Upregulation of Tumor Suppressor Protein p53 in HeLa Cells Treated with Pterostilbene and Resveratrol

Concomitant with E6 suppression, 50 µM pterostilbene treatment for 22 h caused an upregulation of p53 in HeLa cells (Figure 5A,B). When compared to the control, pterostilbene treatment elicited a 2-fold increase in p53 levels (staining normalized to DAPI; Figure 5B; p < 0.05). In comparison to the control, HeLa cells treated with 50 µM of resveratrol also caused an upregulation of p53 (1.75-fold increase; Figure 5A,B; p < 0.05) at 22 h.

Conclusion

Cervical cancer is a major concern in developing countries due to lack of affordable prophylaxis and treatment. As present modes of treatment like surgery, chemotherapy, or radiation involve high systemic toxicity, there is an urgent need to find affordable alternative therapies. Diet-based polyphenols like resveratrol and pterostilbene are therefore potential candidates for the effective therapy of cervical cancer with significantly low toxicity. We found pterostilbene to be a more potent anticancer agent than resveratrol in HeLa cells. This difference may be a function of pterostilbene being capable of upregulating p53 and downregulating E6 significantly more than resveratrol. As pterostilbene is non-toxic to normal cells [20], it has the potential to be a robust, cost-effective anti-E6+ tumor drug. Others have found that that pterostilbene possess greater bioavailability and stability [45] than resveratrol in vivo (80% vs. 20%). Resveratrol has been shown to be non-toxic to several cells lines like glial cells and neurons, even after a treatment dose of 100 µM for 48 h [46]. Other studies on normal fibroblasts also state the non-toxicity of resveratrol at our observed potent anticancer concentrations [47]. Additionally, pterostilbene shows no toxicity at these concentrations in normal skin fibroblasts and myoblasts [48]. According to clinical studies, the safe dosage for resveratrol and pterostilbene is 5 g/day [49] and 250 mg/day [20], respectively. Our initial in vivo studies in the laboratory using a non-toxic dosage of both resveratrol and pterostilbene has shown promising results in inhibiting tumor growth in a model of cervical cancer [32]. Taken together, our findings support the further evaluation of pterostilbene as a possible therapy against cervical cancer.

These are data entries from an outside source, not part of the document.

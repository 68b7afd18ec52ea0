//! Block Applier
//!
//! Consumes connected blocks one at a time. Every block is first validated
//! into a [`StagedBlock`] without touching the ledger; only a fully valid
//! block is committed, so a rejected block leaves no trace. A failure while
//! committing means the ledger itself is inconsistent, and the applier halts.

use crate::core::block::{null_hash, Block};
use crate::core::error::LedgerError;
use crate::core::ledger::{OutputId, OutputLedger, OutputRecord};
use crate::core::maturity::MaturityPolicy;
use crate::core::transaction::{OutPoint, OutputOrigin, Transaction, TxKind};
use crate::snapshot::{Snapshot, SnapshotHash};
use log::{debug, error, info, warn};
use std::collections::{HashMap, HashSet};

/// Where the applier is in handling the current block
#[derive(Debug, Clone, Copy, PartialEq, Eq)]
pub enum ApplyState {
    Idle,
    Applying,
    Applied,
    Rejected,
}

/// Result of offering a block to the applier
#[derive(Debug, Clone, PartialEq, Eq)]
pub enum ApplyOutcome {
    Applied {
        height: u64,
        hash: String,
        /// Outputs the block created, in block order
        created: Vec<OutputId>,
    },
    Rejected(LedgerError),
}

impl ApplyOutcome {
    pub fn is_applied(&self) -> bool {
        matches!(self, ApplyOutcome::Applied { .. })
    }
}

/// Validated effects of a block, not yet visible in the ledger
#[derive(Debug, Default)]
struct StagedBlock {
    /// Outputs created by the block
    created: HashMap<OutPoint, OutputRecord>,
    /// (spent output, spending tx) in block order
    spends: Vec<(OutPoint, String)>,
    spent: HashSet<OutPoint>,
    tx_ids: HashSet<String>,
}

/// Chain statistics
#[derive(Debug, Clone, PartialEq, Eq)]
pub struct ChainStats {
    pub height: u64,
    pub total_blocks: u64,
    pub total_transactions: u64,
    pub total_outputs: u64,
    pub spent_outputs: u64,
    pub unspent_value: u64,
    pub latest_hash: String,
}

#[derive(Debug)]
pub struct BlockApplier {
    blocks: Vec<Block>,
    ledger: OutputLedger,
    policy: MaturityPolicy,
    state: ApplyState,
    /// Set once the ledger is found inconsistent
    halted: Option<String>,
    /// Multiset hash of the unspent set at the tip
    utxo_hash: SnapshotHash,
}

Here, we show that pterostilbene potently suppresses HPV E6 expression (Figure 4) and efficiently eliminates HPV+ cells in culture by p53-mediated apoptosis (Figure 1 and Figure 5) while suppressing cell proliferation (Figure 3) and migration (Figure 2). We find that pterostilbene is a more promising agent against cervical cancer when compared to resveratrol. Based on such properties, the use of pterostilbene presents a relatively economical but highly hopeful therapeutic approach to treat HPV infections and cervical cancers. Our future studies will include signaling studies using HPV+ murine tumor models to confirm these observations in vivo.